Jacinta De Roeck: "Misschien hebben we het destijds te goed willen doen. Die commissie moet uiteraard evenveel Franstaligen als Nederlandstaligen tellen, evenveel plaatsvervangers als effectieve leden, en ten minste een derde vrouwelijke leden. En daarbovenop mogen die leden nog eens geen lid zijn van andere commissies of comités die zich met bio-ethiek bezig houden. Het resultaat is dat je gewoon niet genoeg deskundigen hebt om de commissie te bemannen. Het probleem zat vooral langs Vlaamse kant, maar er lijkt nu een oplossing in zicht. Toch heb ik een wetsvoorstel ingediend om dat ene zinnetje over die onverenigbaarheid te schrappen. Samen met Groot-Brittannië zijn we het enige land dat een wettelijke regeling heeft, en die is dringend nodig om enerzijds wildgroei tegen te gaan, en anderzijds ernstige wetenschappers met hun werk te laten beginnen. De vub heeft al een tijdje een project klaar, en zit te wachten om het aan de commissie te kunnen voorleggen."
- Maar er is meer dan de embryowet alleen.
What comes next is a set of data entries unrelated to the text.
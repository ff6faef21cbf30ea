//! Wire models for the dues API.

use std::fmt;
use std::num::ParseIntError;
use std::str::FromStr;

use serde::{Deserialize, Serialize};
use serde_json::Value;
use thiserror::Error;

use super::transport::TransportError;

/// Identifier of a server-side transaction.
///
/// A dedicated type so ids cannot be confused with page numbers or
/// counts when building a pay-dues payload.
#[derive(Debug, Clone, Copy, PartialEq, Eq, Hash, Serialize, Deserialize)]
#[serde(transparent)]
pub struct TransactionId(pub i64);

impl fmt::Display for TransactionId {
    fn fmt(&self, f: &mut fmt::Formatter<'_>) -> fmt::Result {
        write!(f, "{}", self.0)
    }
}

impl FromStr for TransactionId {
    type Err = ParseIntError;

    fn from_str(s: &str) -> Result<Self, Self::Err> {
        Ok(Self(s.parse()?))
    }
}

/// A transaction as returned by the server.
///
/// Only the id is interpreted client-side. Every other field is carried
/// verbatim in `fields` and rendered as-is, never mutated.
#[derive(Debug, Clone, PartialEq, Serialize, Deserialize)]
pub struct Transaction {
    pub id: TransactionId,
    #[serde(flatten)]
    pub fields: serde_json::Map<String, Value>,
}

/// One page of the transactions listing, in the paginator shape the
/// server emits.
#[derive(Debug, Clone, PartialEq, Deserialize)]
pub struct TransactionPage {
    /// Items on this page.
    pub data: Vec<Transaction>,
    /// Index of the last available page.
    pub last_page: u32,
    #[serde(default)]
    pub current_page: Option<u32>,
    #[serde(default)]
    pub per_page: Option<u32>,
    #[serde(default)]
    pub total: Option<u64>,
}

/// Body of a pay-dues submission.
#[derive(Debug, Clone, Serialize)]
pub struct PayDuesRequest {
    pub payments: Vec<TransactionId>,
}

/// Body of a pay-dues response. Only the literal message `"success"`
/// confirms the payment.
#[derive(Debug, Clone, Deserialize)]
pub struct PayDuesReceipt {
    pub message: String,
}

/// Errors produced by the HTTP wrapper and the API call layer.
#[derive(Debug, Error)]
pub enum ApiError {
    /// The request never produced a response.
    #[error(transparent)]
    Transport(#[from] TransportError),
    /// 401 or 403: the session is missing or no longer authenticated.
    #[error("unauthorized (status {status})")]
    Unauthorized { status: u16 },
    /// Any other non-success status. `reason` is extracted from the
    /// response body when one was sent.
    #[error("{reason}")]
    Server { status: u16, reason: String },
    /// The response did not match the expected shape.
    #[error("unexpected response shape: {0}")]
    Deserialization(String),
}
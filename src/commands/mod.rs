//! Command handlers: thin wrappers that drive store actions and print
//! their results.

pub mod list;
pub mod pay;
pub mod select;
pub mod status;

use chrono::{DateTime, Utc};
use clap::Subcommand;

use crate::api::TransactionId;
use crate::store::{DuesStore, StoreError, DEFAULT_MODE, DEFAULT_PAGE, DEFAULT_PER_PAGE};

/// Dashboard subcommands.
#[derive(Debug, Subcommand)]
pub enum Command {
    /// Fetch and display a page of transactions
    List {
        /// Page to fetch (1-based)
        #[arg(long, default_value_t = DEFAULT_PAGE)]
        page: u32,
        /// Page size to request
        #[arg(long = "per-page", default_value_t = DEFAULT_PER_PAGE)]
        per_page: u32,
        /// Listing filter, e.g. "all" or "pending"
        #[arg(long, default_value = DEFAULT_MODE)]
        mode: String,
    },
    /// Queue transactions for the next pay-dues submission
    Select {
        #[arg(required = true)]
        ids: Vec<TransactionId>,
    },
    /// Remove transactions from the pending selection
    Deselect {
        #[arg(required = true)]
        ids: Vec<TransactionId>,
    },
    /// Empty the pending selection
    Clear,
    /// Pay dues for every selected transaction
    Pay,
    /// Show the saved dashboard state without touching the network
    Status,
}

impl Command {
    /// Whether running this command should rewrite the state snapshot.
    pub fn persists_state(&self) -> bool {
        !matches!(self, Command::Status)
    }
}

/// Route a parsed subcommand to its handler.
pub async fn dispatch(
    command: Command,
    store: &mut DuesStore,
    snapshot_time: Option<DateTime<Utc>>,
) -> Result<(), StoreError> {
    match command {
        Command::List {
            page,
            per_page,
            mode,
        } => list::execute(store, page, per_page, &mode).await,
        Command::Select { ids } => {
            select::add(store, &ids);
            Ok(())
        }
        Command::Deselect { ids } => {
            select::remove(store, &ids);
            Ok(())
        }
        Command::Clear => {
            select::clear(store);
            Ok(())
        }
        Command::Pay => pay::execute(store).await,
        Command::Status => {
            status::execute(store.state(), snapshot_time);
            Ok(())
        }
    }
}
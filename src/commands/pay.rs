use tracing::debug;

use crate::store::{DuesStore, StoreError};

/// Submit the pending selection for payment. The store reports the
/// outcome through its notifier.
pub async fn execute(store: &mut DuesStore) -> Result<(), StoreError> {
    let count = store.state().selected_transaction_ids.len();
    if count == 0 {
        debug!("submitting with an empty selection");
    }
    store.submit_payments().await
}
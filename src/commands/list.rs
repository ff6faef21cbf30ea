use serde_json::Value;

use crate::api::{Transaction, TransactionId};
use crate::store::{DuesStore, StoreError};
use crate::utils::{Pager, Table};

/// Fetch a page of transactions and print it as a table with a pager
/// footer. Marks rows that are queued for payment.
pub async fn execute(
    store: &mut DuesStore,
    page: u32,
    per_page: u32,
    mode: &str,
) -> Result<(), StoreError> {
    let page = page.max(1);
    store.set_current_page(page);
    store.set_mode(mode);
    store.refresh(page, per_page, mode).await?;

    let state = store.state();
    let table = build_table(&state.transactions, &state.selected_transaction_ids);
    if table.is_empty() {
        println!("No transactions found.");
        return Ok(());
    }

    print!("{}", table.render());
    println!("{}", footer(Pager::new(state.current_page, state.total_pages)));
    Ok(())
}

fn footer(pager: Pager) -> String {
    let mut hints = Vec::new();
    if let Some(page) = pager.previous() {
        hints.push(format!("--page {} for previous", page));
    }
    if let Some(page) = pager.next() {
        hints.push(format!("--page {} for next", page));
    }
    if hints.is_empty() {
        pager.label()
    } else {
        format!("{} ({})", pager.label(), hints.join(", "))
    }
}

/// Table with a selection marker, the id, and one column per field the
/// server sent on the first row.
fn build_table(transactions: &[Transaction], selected: &[TransactionId]) -> Table {
    let field_columns: Vec<String> = transactions
        .first()
        .map(|tx| tx.fields.keys().cloned().collect())
        .unwrap_or_default();

    let mut headers = vec!["SEL".to_string(), "ID".to_string()];
    headers.extend(field_columns.iter().map(|name| name.to_uppercase()));

    let mut table = Table::new(headers);
    for tx in transactions {
        let mut row = vec![
            if selected.contains(&tx.id) {
                "*".to_string()
            } else {
                String::new()
            },
            tx.id.to_string(),
        ];
        for name in &field_columns {
            row.push(tx.fields.get(name).map(render_value).unwrap_or_default());
        }
        table.push_row(row);
    }
    table
}

fn render_value(value: &Value) -> String {
    match value {
        Value::String(text) => text.clone(),
        other => other.to_string(),
    }
}
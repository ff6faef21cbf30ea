//! HTTP access to the dues API: transport seam, verb-level client
//! wrapper, wire models, and the typed query functions built on top.

pub mod client;
pub mod models;
pub mod queries;
pub mod transport;

#[cfg(test)]
pub mod testing;

pub use client::{ApiClient, HttpResult, RequestOptions};
pub use models::{
    ApiError, PayDuesReceipt, PayDuesRequest, Transaction, TransactionId, TransactionPage,
};
pub use transport::{CredentialsMode, HttpTransport, ReqwestTransport};
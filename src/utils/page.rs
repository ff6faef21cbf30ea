/// Position within a paginated listing.
#[derive(Debug, Clone, Copy, PartialEq, Eq)]
pub struct Pager {
    pub current: u32,
    pub total: u32,
}

impl Pager {
    pub fn new(current: u32, total: u32) -> Self {
        Pager {
            current: current.max(1),
            total,
        }
    }

    /// Check if on the first page
    pub fn is_first(&self) -> bool {
        self.current <= 1
    }

    /// Check if on the last page
    pub fn is_last(&self) -> bool {
        self.current >= self.total
    }

    /// Next page number, if there is one
    pub fn next(&self) -> Option<u32> {
        if self.is_last() {
            None
        } else {
            Some(self.current + 1)
        }
    }

    /// Previous page number, if there is one
    pub fn previous(&self) -> Option<u32> {
        if self.is_first() {
            None
        } else {
            Some(self.current - 1)
        }
    }

    /// Footer label, e.g. `Page 2/7`
    pub fn label(&self) -> String {
        format!("Page {}/{}", self.current, self.total)
    }
}
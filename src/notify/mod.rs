//! User-facing notification channel, the terminal stand-in for toast
//! popups. Store actions report every outcome here.

#[cfg(test)]
use std::sync::{Arc, Mutex};

/// Notification severity.
#[derive(Debug, Clone, Copy, PartialEq, Eq)]
pub enum NotifyKind {
    Success,
    Error,
}

/// A single user-visible notification.
#[derive(Debug, Clone, PartialEq)]
pub struct Notification {
    pub kind: NotifyKind,
    pub text: String,
}

impl Notification {
    pub fn success(text: impl Into<String>) -> Self {
        Self {
            kind: NotifyKind::Success,
            text: text.into(),
        }
    }

    pub fn error(text: impl Into<String>) -> Self {
        Self {
            kind: NotifyKind::Error,
            text: text.into(),
        }
    }
}

/// Sink for user-visible notifications.
pub trait Notifier: Send + Sync {
    fn notify(&self, notification: Notification);
}

/// Writes notifications to stderr, keeping stdout free for command
/// output.
pub struct TermNotifier;

impl Notifier for TermNotifier {
    fn notify(&self, notification: Notification) {
        match notification.kind {
            NotifyKind::Success => eprintln!("✅ {}", notification.text),
            NotifyKind::Error => eprintln!("❌ {}", notification.text),
        }
    }
}

/// Collects notifications in memory. Clones share the same buffer, so a
/// test can keep a handle while a store owns the boxed sink.
#[cfg(test)]
#[derive(Default, Clone)]
pub struct MemoryNotifier {
    entries: Arc<Mutex<Vec<Notification>>>,
}

#[cfg(test)]
impl MemoryNotifier {
    pub fn new() -> Self {
        Self::default()
    }

    /// Notifications recorded so far, oldest first.
    pub fn entries(&self) -> Vec<Notification> {
        self.entries.lock().unwrap().clone()
    }
}

#[cfg(test)]
impl Notifier for MemoryNotifier {
    fn notify(&self, notification: Notification) {
        self.entries.lock().unwrap().push(notification);
    }
}

#[cfg(test)]
mod tests {
    use super::*;

    #[test]
    fn test_constructors_set_the_kind() {
        assert_eq!(Notification::success("ok").kind, NotifyKind::Success);
        assert_eq!(Notification::error("bad").kind, NotifyKind::Error);
    }

    #[test]
    fn test_memory_notifier_clones_share_entries() {
        let notifier = MemoryNotifier::new();
        let handle = notifier.clone();

        notifier.notify(Notification::success("first"));
        handle.notify(Notification::error("second"));

        let entries = notifier.entries();
        assert_eq!(entries.len(), 2);
        assert_eq!(entries[0].text, "first");
        assert_eq!(entries[1].kind, NotifyKind::Error);
    }
}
"Inderdaad, de embryowet staat niet op zichzelf. Dat is soms een probleem in de politiek. We hebben nu de embryowet, maar daarmee houdt het niet op. Als je bij de uitvoering van de wet op problemen stuit, moeten die ook geregeld worden. De registratie van gameten - zeg maar sperma en eicellen - en ook van embryo's bijvoorbeeld. eicellen kunnen op dit ogenblik nog niet worden ingevroren, maar zaadcellen en embryo's wel. Op dit ogenblik is er geen enkele vorm van registratie bij de spermabanken. Vlaanderen is vrij klein, dus het risico op inteelt door het gebruik van sperma van dezelfde donor is hier toch wat groter dan in bijvoorbeeld de VS.""
"Ik pleit voor een registratie op vier niveaus: er zijn op het laagste niveau een aantal medisch-genetische gegevens die artsen moeten kunnen inkijken als het kind dat geboren wordt uit het sperma van de donor bepaalde ziektes heeft. Op het tweede niveau zijn er fysieke gegevens: is de donor blond of donker, klein of groot? Wat is de kleur van zijn ogen? Dan zijn er sociale gegevens over opleidingsniveau en beroep, en dan is er de identiteit. Wat mij betreft zou ook de identiteit van de donor moeten worden geregistreerd, onder gesloten omslag. Voor het geval dat het kind een ziekte oploopt die alleen maar genezen kan worden met materiaal van de vader bijvoorbeeld."
Vijf jaar
- En hebt u daar veel steun voor?
"Politiek sta ik voorlopig moederziel alleen, dat moet ik toegeven. Iedereen die de anonimiteit van de donor wil bewaren, is natuurlijk bang voor zo'n registratie onder gesloten enveloppe. Al hoor ik uit wetenschappelijke hoek dat de anonimiteit op termijn toch niet houdbaar is, omdat de genetica vroeg of laat zal toelaten de vader gewoon op te zoeken. Momenteel wordt er doorgaans gewerkt met een systeem waarbij de ouders kunnen kiezen voor een anonieme of een bekende donor. Dat betekent dat het ene kind wel te weten kan komen wie de donor was, en het andere niet. Dat is geen zuiver systeem."
- Zou zo'n registratie niet leiden tot een tekort aan donoren?
"In Zweden en in Nederland is dat inderdaad het geval geweest. Maar dat wordt waarschijnlijk min of meer gecompenseerd door de vooruitgang van de fertiliteitstechnieken. En dan verwijs ik graag naar de professoren Comhaire van Gent en Ombelet van Genk. Comhaire houdt zich bezig met mannelijke vruchtbaarheid en zegt dat veel onvruchtbare mannen te helpen zijn met een kleine medische ingreep. Ombelet is een fertiliteitsspecialist volgens wie veel koppels op natuurlijke manier geholpen kunnen worden als ze bereid zijn enkele maanden meer tijd te nemen om zwanger te worden. Naarmate de fertiliteitstechnieken vooruit gaan is er natuurlijk minder nood aan spermadonoren."
U hebt een wetsvoorstel ingediend, maar eigenlijk maakt dat geen kans?
"Ik heb voorlopig geen medestanders in de politiek, maar wel in de wetenschap. En ik hoef ook niet meteen morgen een wet te hebben. Maar als we over een jaar of vijf een echt goede wet willen hebben moeten we het maatschappelijk debat nu beginnen."